◆ Exercise
A faithful transcription of the entries below is required.

-- -- --

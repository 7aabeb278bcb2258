use std::{fs, path::Path, time::Duration};

use anyhow::{anyhow, Context};
use client_core::{ApiConfig, StockDeltaMode, DEFAULT_API_BASE};
use serde::Deserialize;

pub const DEFAULT_CONFIG_FILE: &str = "scoop-admin.toml";

#[derive(Debug, Clone, PartialEq, Eq, Deserialize)]
#[serde(default)]
pub struct Settings {
    pub api_base: String,
    pub stock_delta_mode: String,
    pub request_timeout_secs: Option<u64>,
    pub log_filter: String,
}

impl Default for Settings {
    fn default() -> Self {
        Self {
            api_base: DEFAULT_API_BASE.into(),
            stock_delta_mode: "body".into(),
            request_timeout_secs: None,
            log_filter: "warn".into(),
        }
    }
}

impl Settings {
    pub fn api_config(&self) -> anyhow::Result<ApiConfig> {
        let mode = StockDeltaMode::parse(&self.stock_delta_mode).ok_or_else(|| {
            anyhow!(
                "unknown stock_delta_mode '{}' (expected body or query)",
                self.stock_delta_mode
            )
        })?;
        let config = ApiConfig::new(&self.api_base)
            .with_context(|| format!("invalid api_base '{}'", self.api_base))?;
        Ok(config
            .with_stock_delta_mode(mode)
            .with_request_timeout(self.request_timeout_secs.map(Duration::from_secs)))
    }
}

/// Defaults, then `scoop-admin.toml` (or the explicit `--config` file, which
/// must exist), then environment overrides.
pub fn load_settings(config_path: Option<&Path>) -> anyhow::Result<Settings> {
    load_settings_with(config_path, |key| std::env::var(key).ok())
}

fn load_settings_with(
    config_path: Option<&Path>,
    env: impl Fn(&str) -> Option<String>,
) -> anyhow::Result<Settings> {
    let mut settings = match config_path {
        Some(path) => {
            let raw = fs::read_to_string(path)
                .with_context(|| format!("failed to read config '{}'", path.display()))?;
            parse_settings(&raw, path)?
        }
        None => match fs::read_to_string(DEFAULT_CONFIG_FILE) {
            Ok(raw) => parse_settings(&raw, Path::new(DEFAULT_CONFIG_FILE))?,
            Err(_) => Settings::default(),
        },
    };

    if let Some(v) = env("SCOOP_API_BASE") {
        settings.api_base = v;
    }
    if let Some(v) = env("APP__API_BASE") {
        settings.api_base = v;
    }

    if let Some(v) = env("APP__STOCK_DELTA_MODE") {
        settings.stock_delta_mode = v;
    }

    if let Some(v) = env("APP__REQUEST_TIMEOUT_SECS") {
        if let Ok(parsed) = v.trim().parse::<u64>() {
            settings.request_timeout_secs = Some(parsed);
        }
    }

    if let Some(v) = env("APP__LOG_FILTER") {
        settings.log_filter = v;
    }

    Ok(settings)
}

fn parse_settings(raw: &str, path: &Path) -> anyhow::Result<Settings> {
    toml::from_str(raw).with_context(|| format!("failed to parse config '{}'", path.display()))
}

#[cfg(test)]
mod tests {
    use std::{
        collections::HashMap,
        env,
        time::{SystemTime, UNIX_EPOCH},
    };

    use super::*;

    fn env_from(pairs: &[(&str, &str)]) -> impl Fn(&str) -> Option<String> {
        let vars: HashMap<String, String> = pairs
            .iter()
            .map(|(k, v)| (k.to_string(), v.to_string()))
            .collect();
        move |key: &str| vars.get(key).cloned()
    }

    fn temp_config(contents: &str) -> std::path::PathBuf {
        let suffix = SystemTime::now()
            .duration_since(UNIX_EPOCH)
            .expect("clock")
            .as_nanos();
        let path = env::temp_dir().join(format!("scoop_admin_config_{suffix}.toml"));
        fs::write(&path, contents).expect("write config");
        path
    }

    #[test]
    fn file_values_apply_and_env_wins() {
        let path = temp_config(
            "api_base = \"http://file.local:9000/\"\nstock_delta_mode = \"query\"\nrequest_timeout_secs = 12\n",
        );

        let settings = load_settings_with(Some(path.as_path()), env_from(&[])).expect("settings");
        assert_eq!(settings.api_base, "http://file.local:9000/");
        assert_eq!(settings.stock_delta_mode, "query");
        assert_eq!(settings.request_timeout_secs, Some(12));
        assert_eq!(settings.log_filter, "warn");

        let settings = load_settings_with(
            Some(path.as_path()),
            env_from(&[
                ("SCOOP_API_BASE", "http://scoop.local"),
                ("APP__API_BASE", "http://app.local"),
                ("APP__REQUEST_TIMEOUT_SECS", "not-a-number"),
                ("APP__LOG_FILTER", "client_core=debug"),
            ]),
        )
        .expect("settings");
        assert_eq!(settings.api_base, "http://app.local");
        assert_eq!(settings.request_timeout_secs, Some(12));
        assert_eq!(settings.log_filter, "client_core=debug");

        fs::remove_file(path).expect("cleanup");
    }

    #[test]
    fn explicit_config_must_exist() {
        let missing = env::temp_dir().join("scoop_admin_missing_config.toml");
        let err = load_settings_with(Some(missing.as_path()), env_from(&[])).unwrap_err();
        assert!(err.to_string().contains("failed to read config"));
    }

    #[test]
    fn settings_build_api_config() {
        let settings = Settings {
            api_base: "http://127.0.0.1:8080/".into(),
            stock_delta_mode: "quantity".into(),
            request_timeout_secs: Some(5),
            ..Settings::default()
        };
        let config = settings.api_config().expect("config");
        assert_eq!(config.base_url(), "http://127.0.0.1:8080");
        assert_eq!(config.stock_delta_mode(), StockDeltaMode::Query);
        assert_eq!(config.request_timeout(), Some(Duration::from_secs(5)));
    }

    #[test]
    fn rejects_unknown_delta_mode_and_bad_base() {
        let settings = Settings {
            stock_delta_mode: "header".into(),
            ..Settings::default()
        };
        assert!(settings.api_config().is_err());

        let settings = Settings {
            api_base: "ftp://example.com".into(),
            ..Settings::default()
        };
        let err = settings.api_config().unwrap_err();
        assert!(err.to_string().contains("invalid api_base"));
    }

    #[test]
    fn defaults_point_at_production_api() {
        let config = Settings::default().api_config().expect("config");
        assert_eq!(config.base_url(), DEFAULT_API_BASE);
        assert_eq!(config.stock_delta_mode(), StockDeltaMode::Body);
        assert_eq!(config.request_timeout(), None);
    }
}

-- -- --

◆ Solution to this problem
repository 7aabeb278bcb2258
use std::{fs, path::Path, time::Duration};

use anyhow::{anyhow, Context};
use client_core::{ApiConfig, StockDeltaMode, DEFAULT_API_BASE};
use serde::Deserialize;

pub const DEFAULT_CONFIG_FILE: &str = "scoop-admin.toml";

#[derive(Debug, Clone, PartialEq, Eq, Deserialize)]
#[serde(default)]
pub struct Settings {
    pub api_base: String,
    pub stock_delta_mode: String,
    pub request_timeout_secs: Option<u64>,
    pub log_filter: String,
}

impl Default for Settings {
    fn default() -> Self {
        Self {
            api_base: DEFAULT_API_BASE.into(),
            stock_delta_mode: "body".into(),
            request_timeout_secs: None,
            log_filter: "warn".into(),
        }
    }
}

impl Settings {
    pub fn api_config(&self) -> anyhow::Result<ApiConfig> {
        let mode = StockDeltaMode::parse(&self.stock_delta_mode).ok_or_else(|| {
            anyhow!(
                "unknown stock_delta_mode '{}' (expected body or query)",
                self.stock_delta_mode
            )
        })?;
        let config = ApiConfig::new(&self.api_base)
            .with_context(|| format!("invalid api_base '{}'", self.api_base))?;
        Ok(config
            .with_stock_delta_mode(mode)
            .with_request_timeout(self.request_timeout_secs.map(Duration::from_secs)))
    }
}

/// Defaults, then `scoop-admin.toml` (or the explicit `--config` file, which
/// must exist), then environment overrides.
pub fn load_settings(config_path: Option<&Path>) -> anyhow::Result<Settings> {
    load_settings_with(config_path, |key| std::env::var(key).ok())
}

fn load_settings_with(
    config_path: Option<&Path>,
    env: impl Fn(&str) -> Option<String>,
) -> anyhow::Result<Settings> {
    let mut settings = match config_path {
        Some(path) => {
            let raw = fs::read_to_string(path)
                .with_context(|| format!("failed to read config '{}'", path.display()))?;
            parse_settings(&raw, path)?
        }
        None => match fs::read_to_string(DEFAULT_CONFIG_FILE) {
            Ok(raw) => parse_settings(&raw, Path::new(DEFAULT_CONFIG_FILE))?,
            Err(_) => Settings::default(),
        },
    };

    if let Some(v) = env("SCOOP_API_BASE") {
        settings.api_base = v;
    }
    if let Some(v) = env("APP__API_BASE") {
        settings.api_base = v;
    }

    if let Some(v) = env("APP__STOCK_DELTA_MODE") {
        settings.stock_delta_mode = v;
    }

    if let Some(v) = env("APP__REQUEST_TIMEOUT_SECS") {
        if let Ok(parsed) = v.trim().parse::<u64>() {
            settings.request_timeout_secs = Some(parsed);
        }
    }

    if let Some(v) = env("APP__LOG_FILTER") {
        settings.log_filter = v;
    }

    Ok(settings)
}

fn parse_settings(raw: &str, path: &Path) -> anyhow::Result<Settings> {
    toml::from_str(raw).with_context(|| format!("failed to parse config '{}'", path.display()))
}

#[cfg(test)]
mod tests {
    use std::{
        collections::HashMap,
        env,
        time::{SystemTime, UNIX_EPOCH},
    };

    use super::*;

    fn env_from(pairs: &[(&str, &str)]) -> impl Fn(&str) -> Option<String> {
        let vars: HashMap<String, String> = pairs
            .iter()
            .map(|(k, v)| (k.to_string(), v.to_string()))
            .collect();
        move |key: &str| vars.get(key).cloned()
    }

    fn temp_config(contents: &str) -> std::path::PathBuf {
        let suffix = SystemTime::now()
            .duration_since(UNIX_EPOCH)
            .expect("clock")
            .as_nanos();
        let path = env::temp_dir().join(format!("scoop_admin_config_{suffix}.toml"));
        fs::write(&path, contents).expect("write config");
        path
    }

    #[test]
    fn file_values_apply_and_env_wins() {
        let path = temp_config(
            "api_base = \"http://file.local:9000/\"\nstock_delta_mode = \"query\"\nrequest_timeout_secs = 12\n",
        );

        let settings = load_settings_with(Some(path.as_path()), env_from(&[])).expect("settings");
        assert_eq!(settings.api_base, "http://file.local:9000/");
        assert_eq!(settings.stock_delta_mode, "query");
        assert_eq!(settings.request_timeout_secs, Some(12));
        assert_eq!(settings.log_filter, "warn");

        let settings = load_settings_with(
            Some(path.as_path()),
            env_from(&[
                ("SCOOP_API_BASE", "http://scoop.local"),
                ("APP__API_BASE", "http://app.local"),
                ("APP__REQUEST_TIMEOUT_SECS", "not-a-number"),
                ("APP__LOG_FILTER", "client_core=debug"),
            ]),
        )
        .expect("settings");
        assert_eq!(settings.api_base, "http://app.local");
        assert_eq!(settings.request_timeout_secs, Some(12));
        assert_eq!(settings.log_filter, "client_core=debug");

        fs::remove_file(path).expect("cleanup");
    }

    #[test]
    fn explicit_config_must_exist() {
        let missing = env::temp_dir().join("scoop_admin_missing_config.toml");
        let err = load_settings_with(Some(missing.as_path()), env_from(&[])).unwrap_err();
        assert!(err.to_string().contains("failed to read config"));
    }

    #[test]
    fn settings_build_api_config() {
        let settings = Settings {
            api_base: "http://127.0.0.1:8080/".into(),
            stock_delta_mode: "quantity".into(),
            request_timeout_secs: Some(5),
            ..Settings::default()
        };
        let config = settings.api_config().expect("config");
        assert_eq!(config.base_url(), "http://127.0.0.1:8080");
        assert_eq!(config.stock_delta_mode(), StockDeltaMode::Query);
        assert_eq!(config.request_timeout(), Some(Duration::from_secs(5)));
    }

    #[test]
    fn rejects_unknown_delta_mode_and_bad_base() {
        let settings = Settings {
            stock_delta_mode: "header".into(),
            ..Settings::default()
        };
        assert!(settings.api_config().is_err());

        let settings = Settings {
            api_base: "ftp://example.com".into(),
            ..Settings::default()
        };
        let err = settings.api_config().unwrap_err();
        assert!(err.to_string().contains("invalid api_base"));
    }

    #[test]
    fn defaults_point_at_production_api() {
        let config = Settings::default().api_config().expect("config");
        assert_eq!(config.base_url(), DEFAULT_API_BASE);
        assert_eq!(config.stock_delta_mode(), StockDeltaMode::Body);
        assert_eq!(config.request_timeout(), None);
    }
}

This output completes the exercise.